- 1 cup organic edamame beans, shelled
- 3 cups Water
- 3 cups curly kale, stems removed and chopped
- 1 cup purple cabbage, thinly sliced
- 1/2 cup carrots, match-stick size julienne
- 1/4 cup red onion, thinly sliced in half rings
- 1 cup blueberries
- 1/3 cup cashew pieces, roasted and salted
- 3 tablespoons sunflower seeds, roasted and salted
- 1/3 cup dried cranberries
- 3 tablespoons rice vinegar
- 3 teaspoons Lunds & Byerlys maple syrup
- 1/4 teaspoon Lunds & Byerlys sea salt
- 3 tablespoons California Olive Ranch Olive Oil
Bam! Pow! Get King Kong strong! This salad is a knockout of nutrition. On a side note, most people think you can eat edamame beans raw, but they need to be cooked in order to release all the nutrients, and to help them digest easier.
- To prepare edamame beans, bring 3 cups water to a boil. Drop in frozen edamame beans and quickly blanch for 1-2 minutes. Immediately immerse in cold ice water. Drain.

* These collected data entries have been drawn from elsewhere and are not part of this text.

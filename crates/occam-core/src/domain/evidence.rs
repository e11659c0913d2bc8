//! Evidence pools, sampled subsets and test prompts.

use std::collections::BTreeMap;

use serde::{Deserialize, Serialize};

/// A single user/assistant demonstration turn.
///
/// `id` is the item's position in its pool and is stable for the pool's lifetime.
#[derive(Debug, Clone, PartialEq, Eq, Hash, Serialize, Deserialize)]
pub struct EvidenceItem {
    pub id: usize,
    pub user: String,
    pub assistant: String,
}

/// An ordered, immutable collection of evidence items exhibiting one target mode.
#[derive(Debug, Clone, Default, PartialEq, Eq)]
pub struct EvidencePool {
    name: String,
    items: Vec<EvidenceItem>,
}

impl EvidencePool {
    /// Build a pool from `(user, assistant)` turns, assigning ids by position.
    pub fn new<I, U, A>(name: impl Into<String>, turns: I) -> Self
    where
        I: IntoIterator<Item = (U, A)>,
        U: Into<String>,
        A: Into<String>,
    {
        let items = turns
            .into_iter()
            .enumerate()
            .map(|(id, (user, assistant))| EvidenceItem {
                id,
                user: user.into(),
                assistant: assistant.into(),
            })
            .collect();
        Self {
            name: name.into(),
            items,
        }
    }

    pub fn name(&self) -> &str {
        &self.name
    }

    pub fn len(&self) -> usize {
        self.items.len()
    }

    pub fn is_empty(&self) -> bool {
        self.items.is_empty()
    }

    pub fn items(&self) -> &[EvidenceItem] {
        &self.items
    }

    pub fn get(&self, id: usize) -> Option<&EvidenceItem> {
        self.items.get(id)
    }
}

/// An ordered selection of evidence items, presented to the model in this order.
///
/// The same membership in a different order is a different `EvidenceSubset`.
#[derive(Debug, Clone, Default, PartialEq, Eq, Serialize, Deserialize)]
pub struct EvidenceSubset {
    items: Vec<EvidenceItem>,
}

impl EvidenceSubset {
    /// The subset used for k = 0.
    pub fn empty() -> Self {
        Self::default()
    }

    pub fn from_items(items: Vec<EvidenceItem>) -> Self {
        Self { items }
    }

    pub fn len(&self) -> usize {
        self.items.len()
    }

    pub fn is_empty(&self) -> bool {
        self.items.is_empty()
    }

    pub fn items(&self) -> &[EvidenceItem] {
        &self.items
    }

    /// Pool ids in presentation order.
    pub fn ids(&self) -> Vec<usize> {
        self.items.iter().map(|item| item.id).collect()
    }

    /// Order-insensitive identity: sorted pool ids joined by `-`, or `none` when empty.
    pub fn membership_key(&self) -> String {
        let mut ids = self.ids();
        ids.sort_unstable();
        join_ids(&ids)
    }

    /// Order-sensitive identity: pool ids in presentation order.
    pub fn order_key(&self) -> String {
        join_ids(&self.ids())
    }

    /// The same members presented in the order given by `positions`
    /// (indices into this subset).
    pub fn reordered(&self, positions: &[usize]) -> Self {
        Self {
            items: positions
                .iter()
                .filter_map(|&pos| self.items.get(pos).cloned())
                .collect(),
        }
    }

    /// The first `k` items (or all of them when `k` exceeds the length).
    pub fn prefix(&self, k: usize) -> Self {
        Self {
            items: self.items.iter().take(k).cloned().collect(),
        }
    }
}

fn join_ids(ids: &[usize]) -> String {
    if ids.is_empty() {
        return "none".to_string();
    }
    ids.iter()
        .map(|id| id.to_string())
        .collect::<Vec<_>>()
        .join("-")
}

/// A held-out query used to test mode adoption.
#[derive(Debug, Clone, PartialEq, Eq, Serialize, Deserialize)]
pub struct TestPrompt {
    pub id: String,
    pub prompt: String,
    /// Links a base prompt to its paraphrases.
    #[serde(default, skip_serializing_if = "Option::is_none")]
    pub group_id: Option<String>,
    /// Scorer-specific expectation (e.g. the persona name a response should claim).
    #[serde(default, skip_serializing_if = "Option::is_none", alias = "president")]
    pub target: Option<String>,
}

impl TestPrompt {
    pub fn new(id: impl Into<String>, prompt: impl Into<String>) -> Self {
        Self {
            id: id.into(),
            prompt: prompt.into(),
            group_id: None,
            target: None,
        }
    }

    pub fn with_group(mut self, group_id: impl Into<String>) -> Self {
        self.group_id = Some(group_id.into());
        self
    }

    pub fn with_target(mut self, target: impl Into<String>) -> Self {
        self.target = Some(target.into());
        self
    }

    /// The group this prompt belongs to; ungrouped prompts form their own group.
    pub fn group_key(&self) -> &str {
        self.group_id.as_deref().unwrap_or(&self.id)
    }
}

/// A base prompt together with one semantically equivalent paraphrase.
#[derive(Debug, Clone, PartialEq, Eq, Serialize, Deserialize)]
pub struct PromptPair {
    pub group_id: String,
    pub base: TestPrompt,
    pub paraphrase: TestPrompt,
}

impl PromptPair {
    /// Pair base prompts with paraphrases sharing a group id.
    ///
    /// Groups missing either side are dropped. When a group carries several
    /// paraphrases, the first one wins. Output is ordered by group id.
    pub fn pair_by_group(base: &[TestPrompt], paraphrases: &[TestPrompt]) -> Vec<PromptPair> {
        let mut bases: BTreeMap<&str, &TestPrompt> = BTreeMap::new();
        for prompt in base {
            bases.entry(prompt.group_key()).or_insert(prompt);
        }
        let mut paras: BTreeMap<&str, &TestPrompt> = BTreeMap::new();
        for prompt in paraphrases {
            paras.entry(prompt.group_key()).or_insert(prompt);
        }

        bases
            .into_iter()
            .filter_map(|(group, base)| {
                paras.get(group).map(|para| PromptPair {
                    group_id: group.to_string(),
                    base: base.clone(),
                    paraphrase: (*para).clone(),
                })
            })
            .collect()
    }
}
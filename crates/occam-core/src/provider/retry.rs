//! Bounded retry with exponential backoff.

use std::future::Future;
use std::time::Duration;

use serde::{Deserialize, Serialize};

use super::ProviderError;
use crate::metrics::METRICS;
use crate::obs;

/// Retry configuration for transient provider failures.
#[derive(Debug, Clone, PartialEq, Eq, Serialize, Deserialize)]
#[serde(default)]
pub struct RetryPolicy {
    /// Total attempts including the first (values below 1 behave as 1).
    pub max_attempts: u32,
    /// Delay before the second attempt; doubles for each attempt after that.
    pub backoff_base_ms: u64,
    /// Upper bound on any single delay.
    pub backoff_max_ms: u64,
}

impl Default for RetryPolicy {
    fn default() -> Self {
        Self {
            max_attempts: 4,
            backoff_base_ms: 500,
            backoff_max_ms: 8_000,
        }
    }
}

impl RetryPolicy {
    /// Delay after failed attempt number `attempt` (1-based): `base * 2^(attempt-1)`, capped.
    pub fn delay_for(&self, attempt: u32) -> Duration {
        let factor = 2u64.saturating_pow(attempt.saturating_sub(1));
        Duration::from_millis(
            self.backoff_base_ms
                .saturating_mul(factor)
                .min(self.backoff_max_ms),
        )
    }
}

/// Outcome of a single attempt.
#[derive(Debug, Clone, PartialEq, Eq)]
pub enum AttemptError {
    /// Worth retrying: timeout, connection failure, 408/429/5xx.
    Retryable(String),
    /// Returned immediately without further attempts.
    Final(ProviderError),
}

/// Run `op` until it succeeds, fails with [`AttemptError::Final`], or the
/// attempt budget is spent. `op` receives the 1-based attempt number.
pub async fn retry_with_backoff<F, Fut, T>(policy: &RetryPolicy, mut op: F) -> Result<T, ProviderError>
where
    F: FnMut(u32) -> Fut,
    Fut: Future<Output = Result<T, AttemptError>>,
{
    let max_attempts = policy.max_attempts.max(1);
    let mut last_error = String::new();

    for attempt in 1..=max_attempts {
        match op(attempt).await {
            Ok(value) => return Ok(value),
            Err(AttemptError::Final(err)) => return Err(err),
            Err(AttemptError::Retryable(message)) => {
                if attempt < max_attempts {
                    let delay = policy.delay_for(attempt);
                    METRICS.inc_provider_retries();
                    obs::emit_provider_retry(attempt, max_attempts, delay.as_millis() as u64, &message);
                    tokio::time::sleep(delay).await;
                }
                last_error = message;
            }
        }
    }

    Err(ProviderError::TransientExhausted {
        attempts: max_attempts,
        last_error,
    })
}
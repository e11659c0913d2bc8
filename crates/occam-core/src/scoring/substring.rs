use super::{Score, ScoreError, Scorer};
use crate::domain::TestPrompt;

/// φ = 1 when the response contains a fixed needle.
#[derive(Debug, Clone)]
pub struct SubstringScorer {
    needle: String,
    case_sensitive: bool,
}

impl SubstringScorer {
    pub fn new(needle: impl Into<String>, case_sensitive: bool) -> Result<Self, ScoreError> {
        let needle = needle.into();
        if needle.is_empty() {
            return Err(ScoreError::Config("substring needle must not be empty".into()));
        }
        let needle = if case_sensitive {
            needle
        } else {
            needle.to_lowercase()
        };
        Ok(Self {
            needle,
            case_sensitive,
        })
    }
}

impl Scorer for SubstringScorer {
    fn name(&self) -> &str {
        "substring"
    }

    fn score(&self, response: &str, _prompt: &TestPrompt) -> Result<Score, ScoreError> {
        let occurrences = if self.case_sensitive {
            response.matches(self.needle.as_str()).count()
        } else {
            response.to_lowercase().matches(self.needle.as_str()).count()
        };
        Ok(Score::binary(occurrences > 0).with_aux("occurrences", occurrences))
    }
}
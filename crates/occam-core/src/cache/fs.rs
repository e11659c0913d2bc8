use std::fs;
use std::io::{ErrorKind, Write};
use std::path::{Path, PathBuf};

use tempfile::NamedTempFile;

use super::{CacheError, CachedResponse, ResponseStore, Result};
use crate::fingerprint::RequestFingerprint;

/// Filesystem-backed response store with git-style 2-char sharding.
///
/// Layout: `<root>/responses/<first 2 hex chars>/<remaining hex chars>.json`
pub struct FsResponseStore {
    responses_dir: PathBuf,
}

impl FsResponseStore {
    /// Create a store rooted at `root`. Creates `root/responses/` if needed.
    pub fn new(root: impl AsRef<Path>) -> Result<Self> {
        let responses_dir = root.as_ref().join("responses");
        fs::create_dir_all(&responses_dir)?;
        Ok(Self { responses_dir })
    }

    fn entry_path(&self, fingerprint: &RequestFingerprint) -> PathBuf {
        let hex = fingerprint.as_str();
        self.responses_dir
            .join(&hex[..2])
            .join(format!("{}.json", &hex[2..]))
    }

    fn shard_dirs(&self) -> Result<Vec<PathBuf>> {
        let mut dirs = Vec::new();
        for entry in fs::read_dir(&self.responses_dir)? {
            let entry = entry?;
            if entry.file_type()?.is_dir() {
                dirs.push(entry.path());
            }
        }
        Ok(dirs)
    }
}

impl ResponseStore for FsResponseStore {
    fn get(&self, fingerprint: &RequestFingerprint) -> Result<Option<CachedResponse>> {
        let path = self.entry_path(fingerprint);
        let body = match fs::read_to_string(&path) {
            Ok(body) => body,
            Err(e) if e.kind() == ErrorKind::NotFound => return Ok(None),
            Err(e) => return Err(CacheError::Io(e)),
        };

        let entry: CachedResponse =
            serde_json::from_str(&body).map_err(|e| CacheError::Corrupt {
                fingerprint: fingerprint.to_string(),
                reason: e.to_string(),
            })?;
        if &entry.fingerprint != fingerprint {
            return Err(CacheError::Corrupt {
                fingerprint: fingerprint.to_string(),
                reason: format!("entry is stored under {}", entry.fingerprint),
            });
        }
        Ok(Some(entry))
    }

    fn put(&self, entry: &CachedResponse) -> Result<()> {
        let path = self.entry_path(&entry.fingerprint);
        if path.exists() {
            return Ok(());
        }

        let Some(shard_dir) = path.parent() else {
            return Err(CacheError::Io(std::io::Error::new(
                ErrorKind::InvalidInput,
                "cache entry path has no parent directory",
            )));
        };
        fs::create_dir_all(shard_dir)?;

        // Write to a temp file in the same shard, then rename into place.
        let mut tmp = NamedTempFile::new_in(shard_dir)?;
        tmp.write_all(serde_json::to_string_pretty(entry)?.as_bytes())?;
        tmp.persist(&path).map_err(|e| e.error)?;
        Ok(())
    }

    fn count(&self) -> Result<usize> {
        let mut total = 0;
        for shard in self.shard_dirs()? {
            for entry in fs::read_dir(shard)? {
                let path = entry?.path();
                if path.extension().is_some_and(|ext| ext == "json") {
                    total += 1;
                }
            }
        }
        Ok(total)
    }

    fn clear(&self) -> Result<usize> {
        let removed = self.count()?;
        for shard in self.shard_dirs()? {
            fs::remove_dir_all(shard)?;
        }
        Ok(removed)
    }
}
//! Centralised tracing initialisation for Occam binaries.
//!
//! Call [`init_tracing`] once at program start to configure the global
//! subscriber with an `EnvFilter` and optional JSON formatting.

use tracing::Level;
use tracing_subscriber::layer::SubscriberExt;
use tracing_subscriber::util::SubscriberInitExt;
use tracing_subscriber::{fmt, EnvFilter};

/// Initialise the global tracing subscriber.
///
/// * `json` - emit newline-delimited JSON log lines instead of text.
/// * `level` - default verbosity when `RUST_LOG` is not set.
///
/// Logs go to stderr so stdout stays free for reports. Only the first call
/// in a process takes effect.
pub fn init_tracing(json: bool, level: Level) {
    let env_filter =
        EnvFilter::try_from_default_env().unwrap_or_else(|_| EnvFilter::new(level.as_str()));

    if json {
        tracing_subscriber::registry()
            .with(env_filter)
            .with(fmt::layer().with_target(false).with_writer(std::io::stderr).json())
            .try_init()
            .ok();
    } else {
        tracing_subscriber::registry()
            .with(env_filter)
            .with(fmt::layer().with_target(false).with_writer(std::io::stderr))
            .try_init()
            .ok();
    }
}
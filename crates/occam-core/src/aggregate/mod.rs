//! Reduction of trial records into summary statistics.
//!
//! Every function here is pure: the same records always give the same
//! statistics. Failed trials are excluded from means and variances and
//! counted separately.

pub mod hysteresis;
pub mod inoculation;
pub mod stats;

use std::collections::BTreeMap;

use serde::{Deserialize, Serialize};

use crate::domain::{PromptKind, TrialRecord};

pub use hysteresis::{analyze_hysteresis, HysteresisAnalysis, SweepState, SweepStep};
pub use inoculation::{analyze_inoculation, GatingVerdict, InoculationAnalysis};
pub use stats::{
    correlation_p_value, mean, pearson, population_variance, sample_variance, spearman,
    Correlation,
};

/// φ statistics at one evidence count.
#[derive(Debug, Clone, PartialEq, Serialize, Deserialize)]
pub struct KStats {
    pub k: usize,
    pub n_scored: usize,
    pub n_failed: usize,
    /// `None` when every trial at this k failed.
    pub mean: Option<f64>,
    /// Sample variance; zero with fewer than two scored trials.
    pub variance: f64,
    pub std: f64,
    pub stderr: f64,
}

/// Mean and variance of φ per k, ordered by k.
pub fn aggregate_by_k(records: &[TrialRecord]) -> Vec<KStats> {
    let mut by_k: BTreeMap<usize, (Vec<f64>, usize)> = BTreeMap::new();
    for record in records {
        let slot = by_k.entry(record.key.k).or_default();
        match record.phi() {
            Some(phi) => slot.0.push(phi),
            None => slot.1 += 1,
        }
    }

    by_k.into_iter()
        .map(|(k, (phis, n_failed))| {
            let variance = sample_variance(&phis);
            let std = variance.sqrt();
            let stderr = if phis.is_empty() {
                0.0
            } else {
                std / (phis.len() as f64).sqrt()
            };
            KStats {
                k,
                n_scored: phis.len(),
                n_failed,
                mean: mean(&phis),
                variance,
                std,
                stderr,
            }
        })
        .collect()
}

/// How much the ordering of the same evidence moves φ at one k.
#[derive(Debug, Clone, PartialEq, Serialize, Deserialize)]
pub struct PermutationSensitivity {
    pub k: usize,
    /// Mean over subsets of the sample variance of per-permutation mean φ.
    pub mean_sensitivity: f64,
    /// Subsets with at least two scored permutations.
    pub n_subsets: usize,
}

type PermTable = BTreeMap<usize, BTreeMap<usize, BTreeMap<usize, Vec<f64>>>>;

/// Base-prompt φ grouped as k → subset → permutation.
fn base_phi_by_permutation(records: &[TrialRecord]) -> PermTable {
    let mut table = PermTable::new();
    for record in records {
        if record.key.prompt_kind != PromptKind::Base {
            continue;
        }
        if let Some(phi) = record.phi() {
            table
                .entry(record.key.k)
                .or_default()
                .entry(record.key.subset_idx)
                .or_default()
                .entry(record.key.perm_idx)
                .or_default()
                .push(phi);
        }
    }
    table
}

/// Variance across permutations of the per-permutation mean φ.
fn perm_variance(perms: &BTreeMap<usize, Vec<f64>>) -> Option<f64> {
    let perm_means: Vec<f64> = perms.values().filter_map(|phis| mean(phis)).collect();
    (perm_means.len() >= 2).then(|| sample_variance(&perm_means))
}

/// Permutation sensitivity per k, over base-prompt records.
pub fn permutation_sensitivity_by_k(records: &[TrialRecord]) -> Vec<PermutationSensitivity> {
    base_phi_by_permutation(records)
        .into_iter()
        .map(|(k, subsets)| {
            let variances: Vec<f64> = subsets.values().filter_map(perm_variance).collect();
            PermutationSensitivity {
                k,
                mean_sensitivity: mean(&variances).unwrap_or(0.0),
                n_subsets: variances.len(),
            }
        })
        .collect()
}

/// Brittleness diagnostics for one evidence subset.
#[derive(Debug, Clone, PartialEq, Serialize, Deserialize)]
pub struct SubsetBrittleness {
    pub k: usize,
    pub subset_idx: usize,
    pub subset_key: String,
    /// Sample variance of per-permutation mean base φ (zero with one permutation).
    pub perm_sensitivity: f64,
    pub base_mean: Option<f64>,
    pub paraphrase_mean: Option<f64>,
    /// `base_mean - paraphrase_mean`; `None` when either side has no scored trials.
    pub robustness_drop: Option<f64>,
}

/// Per-subset permutation sensitivity and paraphrase robustness drop.
pub fn subset_brittleness(records: &[TrialRecord]) -> Vec<SubsetBrittleness> {
    #[derive(Default)]
    struct Acc {
        key: String,
        perms: BTreeMap<usize, Vec<f64>>,
        base: Vec<f64>,
        para: Vec<f64>,
    }

    let mut subsets: BTreeMap<(usize, usize), Acc> = BTreeMap::new();
    for record in records {
        let acc = subsets
            .entry((record.key.k, record.key.subset_idx))
            .or_default();
        if acc.key.is_empty() {
            acc.key = record.key.subset_key.clone();
        }
        let Some(phi) = record.phi() else { continue };
        match record.key.prompt_kind {
            PromptKind::Base => {
                acc.base.push(phi);
                acc.perms.entry(record.key.perm_idx).or_default().push(phi);
            }
            PromptKind::Paraphrase => acc.para.push(phi),
        }
    }

    subsets
        .into_iter()
        .map(|((k, subset_idx), acc)| {
            let base_mean = mean(&acc.base);
            let paraphrase_mean = mean(&acc.para);
            SubsetBrittleness {
                k,
                subset_idx,
                subset_key: acc.key,
                perm_sensitivity: perm_variance(&acc.perms).unwrap_or(0.0),
                base_mean,
                paraphrase_mean,
                robustness_drop: base_mean.zip(paraphrase_mean).map(|(b, p)| b - p),
            }
        })
        .collect()
}

/// Paraphrase robustness of one prompt group, pooled over all evidence.
#[derive(Debug, Clone, PartialEq, Serialize, Deserialize)]
pub struct GroupRobustness {
    pub group_id: String,
    pub base_mean: Option<f64>,
    pub paraphrase_mean: Option<f64>,
    pub drop: Option<f64>,
}

/// `mean φ(base) - mean φ(paraphrase)` per group id.
pub fn group_robustness(records: &[TrialRecord]) -> Vec<GroupRobustness> {
    let mut groups: BTreeMap<String, (Vec<f64>, Vec<f64>)> = BTreeMap::new();
    for record in records {
        let slot = groups.entry(record.key.group_key().to_string()).or_default();
        if let Some(phi) = record.phi() {
            match record.key.prompt_kind {
                PromptKind::Base => slot.0.push(phi),
                PromptKind::Paraphrase => slot.1.push(phi),
            }
        }
    }
    groups
        .into_iter()
        .map(|(group_id, (base, para))| {
            let base_mean = mean(&base);
            let paraphrase_mean = mean(&para);
            GroupRobustness {
                group_id,
                base_mean,
                paraphrase_mean,
                drop: base_mean.zip(paraphrase_mean).map(|(b, p)| b - p),
            }
        })
        .collect()
}

/// Correlation between permutation sensitivity and robustness drop.
#[derive(Debug, Clone, PartialEq, Serialize, Deserialize)]
pub struct SensitivityCorrelation {
    /// `None` for the correlation pooled across all k.
    pub k: Option<usize>,
    pub correlation: Correlation,
}

/// Per-k and pooled correlations across subsets that have a robustness drop.
pub fn sensitivity_correlations(subsets: &[SubsetBrittleness]) -> Vec<SensitivityCorrelation> {
    let mut by_k: BTreeMap<usize, (Vec<f64>, Vec<f64>)> = BTreeMap::new();
    let mut all = (Vec::new(), Vec::new());
    for subset in subsets {
        if let Some(drop) = subset.robustness_drop {
            let slot = by_k.entry(subset.k).or_default();
            slot.0.push(subset.perm_sensitivity);
            slot.1.push(drop);
            all.0.push(subset.perm_sensitivity);
            all.1.push(drop);
        }
    }

    let mut out: Vec<SensitivityCorrelation> = by_k
        .into_iter()
        .map(|(k, (x, y))| SensitivityCorrelation {
            k: Some(k),
            correlation: Correlation::compute(&x, &y),
        })
        .collect();
    out.push(SensitivityCorrelation {
        k: None,
        correlation: Correlation::compute(&all.0, &all.1),
    });
    out
}

#[cfg(test)]
mod tests {
    use super::*;
    use crate::domain::{FailureKind, Protocol, TrialKey, TrialOutcome};

    pub(crate) fn record(
        k: usize,
        subset_idx: usize,
        perm_idx: usize,
        kind: PromptKind,
        group: &str,
        phi: Option<f64>,
    ) -> TrialRecord {
        TrialRecord {
            key: TrialKey {
                trial_id: format!("t/{k}/{subset_idx}/{perm_idx}/{kind}/{group}"),
                protocol: Protocol::Brittleness,
                condition: "default".into(),
                k,
                subset_idx,
                subset_key: format!("subset-{subset_idx}"),
                perm_idx,
                evidence_order: String::new(),
                prompt_id: format!("{group}-{kind}"),
                group_id: Some(group.into()),
                prompt_kind: kind,
                sweep: None,
            },
            fingerprint: None,
            cache_hit: false,
            provider_called: true,
            response: None,
            outcome: match phi {
                Some(phi) => TrialOutcome::Scored {
                    phi,
                    phi_smooth: None,
                    aux: BTreeMap::new(),
                },
                None => TrialOutcome::Failed {
                    kind: FailureKind::ProviderTransient,
                    message: "503".into(),
                },
            },
        }
    }

    #[test]
    fn per_k_stats_exclude_failures() {
        let records = vec![
            record(0, 0, 0, PromptKind::Base, "g", Some(0.0)),
            record(0, 0, 0, PromptKind::Base, "h", Some(1.0)),
            record(2, 0, 0, PromptKind::Base, "g", Some(1.0)),
            record(2, 0, 0, PromptKind::Base, "h", None),
        ];
        let stats = aggregate_by_k(&records);
        assert_eq!(stats.len(), 2);
        assert_eq!(stats[0].mean, Some(0.5));
        assert!((stats[0].variance - 0.5).abs() < 1e-12);
        assert_eq!(stats[1].n_scored, 1);
        assert_eq!(stats[1].n_failed, 1);
        assert_eq!(stats[1].variance, 0.0);
    }

    #[test]
    fn all_failed_k_has_no_mean() {
        let stats = aggregate_by_k(&[record(4, 0, 0, PromptKind::Base, "g", None)]);
        assert_eq!(stats[0].mean, None);
        assert_eq!(stats[0].stderr, 0.0);
    }

    #[test]
    fn permutation_sensitivity_averages_subsets() {
        // subset 0: perm means 0 and 1 -> variance 0.5; subset 1: identical perms -> 0.
        let records = vec![
            record(2, 0, 0, PromptKind::Base, "g", Some(0.0)),
            record(2, 0, 1, PromptKind::Base, "g", Some(1.0)),
            record(2, 1, 0, PromptKind::Base, "g", Some(1.0)),
            record(2, 1, 1, PromptKind::Base, "g", Some(1.0)),
            record(2, 1, 1, PromptKind::Paraphrase, "g", Some(0.0)),
        ];
        let sens = permutation_sensitivity_by_k(&records);
        assert_eq!(sens.len(), 1);
        assert_eq!(sens[0].n_subsets, 2);
        assert!((sens[0].mean_sensitivity - 0.25).abs() < 1e-12);
    }

    #[test]
    fn single_permutation_has_zero_sensitivity() {
        let records = vec![record(0, 0, 0, PromptKind::Base, "g", Some(1.0))];
        let sens = permutation_sensitivity_by_k(&records);
        assert_eq!(sens[0].mean_sensitivity, 0.0);
        assert_eq!(sens[0].n_subsets, 0);
    }

    #[test]
    fn subset_brittleness_measures_drop() {
        let records = vec![
            record(4, 0, 0, PromptKind::Base, "g", Some(1.0)),
            record(4, 0, 0, PromptKind::Paraphrase, "g", Some(0.0)),
            record(4, 0, 1, PromptKind::Base, "g", Some(1.0)),
            record(4, 0, 1, PromptKind::Paraphrase, "g", Some(1.0)),
        ];
        let rows = subset_brittleness(&records);
        assert_eq!(rows.len(), 1);
        assert_eq!(rows[0].base_mean, Some(1.0));
        assert_eq!(rows[0].paraphrase_mean, Some(0.5));
        assert_eq!(rows[0].robustness_drop, Some(0.5));
        assert_eq!(rows[0].perm_sensitivity, 0.0);
        assert_eq!(rows[0].subset_key, "subset-0");
    }

    #[test]
    fn group_robustness_pairs_by_group() {
        let records = vec![
            record(4, 0, 0, PromptKind::Base, "a", Some(1.0)),
            record(4, 0, 0, PromptKind::Paraphrase, "a", Some(0.0)),
            record(4, 0, 0, PromptKind::Base, "b", Some(1.0)),
        ];
        let groups = group_robustness(&records);
        assert_eq!(groups[0].group_id, "a");
        assert_eq!(groups[0].drop, Some(1.0));
        assert_eq!(groups[1].drop, None);
    }

    #[test]
    fn correlations_include_pooled_row() {
        let subsets: Vec<SubsetBrittleness> = (0..4)
            .map(|i| SubsetBrittleness {
                k: 4,
                subset_idx: i,
                subset_key: i.to_string(),
                perm_sensitivity: i as f64,
                base_mean: Some(1.0),
                paraphrase_mean: Some(0.0),
                robustness_drop: Some(i as f64 * 2.0),
            })
            .collect();
        let rows = sensitivity_correlations(&subsets);
        assert_eq!(rows.len(), 2);
        assert_eq!(rows[0].k, Some(4));
        assert!((rows[0].correlation.pearson.unwrap() - 1.0).abs() < 1e-9);
        assert_eq!(rows[1].k, None);
        assert_eq!(rows[1].correlation.n, 4);
    }

    #[test]
    fn constant_drops_leave_correlation_undefined() {
        let subsets: Vec<SubsetBrittleness> = (0..4)
            .map(|i| SubsetBrittleness {
                k: 8,
                subset_idx: i,
                subset_key: i.to_string(),
                perm_sensitivity: i as f64,
                base_mean: Some(1.0),
                paraphrase_mean: Some(1.0),
                robustness_drop: Some(0.0),
            })
            .collect();
        let rows = sensitivity_correlations(&subsets);
        assert_eq!(rows[0].correlation.pearson, None);
        assert_eq!(rows[0].correlation.spearman, None);
    }
}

- To make dressing, whisk together vinegar, maple syrup and salt in a small bowl. Slowly whisk in olive oil to emulsify.
- Right before serving, in large bowl combine all ingredients. Toss to coat.
- Calories: 320 Total Fat: 20g Saturated Fat: 3g Trans Fat: 0g Cholesterol: 0mg Sodium: 280mg Carbohydrate: 32g Fiber: 6g Sugars: 20g Protein: 7g
- Nutrition content of this recipe is calculated by a registered dietitian nutritionist. Due to variations in ingredients and measurements, values are approximations. Nutrients provided for this recipe represent values based on the best available information. This information is not intended to treat or diagnose. Please consult your physician for diet recommendations specific to your personal needs.
* Recipes created for given quantity. Changes to quantities are for planning purposes only and have not been tested.